EXERCISE REQUIREMENTS:
Write the line that contains "each=move || options.get()" and each one after it, word for word, ending with the final line of the data.

DATA FOR PROCESSING:
◇ ◇ ◇ ◇ ◇
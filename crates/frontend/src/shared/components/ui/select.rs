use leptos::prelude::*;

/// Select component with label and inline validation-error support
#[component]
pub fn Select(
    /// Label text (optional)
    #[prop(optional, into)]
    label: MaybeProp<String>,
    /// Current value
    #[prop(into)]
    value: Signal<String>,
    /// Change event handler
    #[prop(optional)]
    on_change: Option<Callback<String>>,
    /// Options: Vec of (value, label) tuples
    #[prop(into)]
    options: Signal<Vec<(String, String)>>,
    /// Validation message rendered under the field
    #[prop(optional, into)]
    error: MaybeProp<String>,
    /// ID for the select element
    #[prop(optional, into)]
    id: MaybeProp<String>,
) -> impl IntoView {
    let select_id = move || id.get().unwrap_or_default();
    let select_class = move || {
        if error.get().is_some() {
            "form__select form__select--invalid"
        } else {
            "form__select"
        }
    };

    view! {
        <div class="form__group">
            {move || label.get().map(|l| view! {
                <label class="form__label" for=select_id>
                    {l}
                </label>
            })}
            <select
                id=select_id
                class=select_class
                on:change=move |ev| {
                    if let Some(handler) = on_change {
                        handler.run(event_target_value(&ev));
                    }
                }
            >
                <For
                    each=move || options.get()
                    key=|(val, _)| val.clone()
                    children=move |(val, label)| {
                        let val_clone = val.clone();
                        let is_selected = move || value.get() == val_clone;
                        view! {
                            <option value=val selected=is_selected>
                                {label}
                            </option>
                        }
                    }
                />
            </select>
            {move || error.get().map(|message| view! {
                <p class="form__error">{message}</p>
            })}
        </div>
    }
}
◇ ◇ ◇ ◇ ◇
ANSWER BOX:
                    each=move || options.get()
                    key=|(val, _)| val.clone()
                    children=move |(val, label)| {
                        let val_clone = val.clone();
                        let is_selected = move || value.get() == val_clone;
                        view! {
                            <option value=val selected=is_selected>
                                {label}
                            </option>
                        }
                    }
                />
            </select>
            {move || error.get().map(|message| view! {
                <p class="form__error">{message}</p>
            })}
        </div>
    }
}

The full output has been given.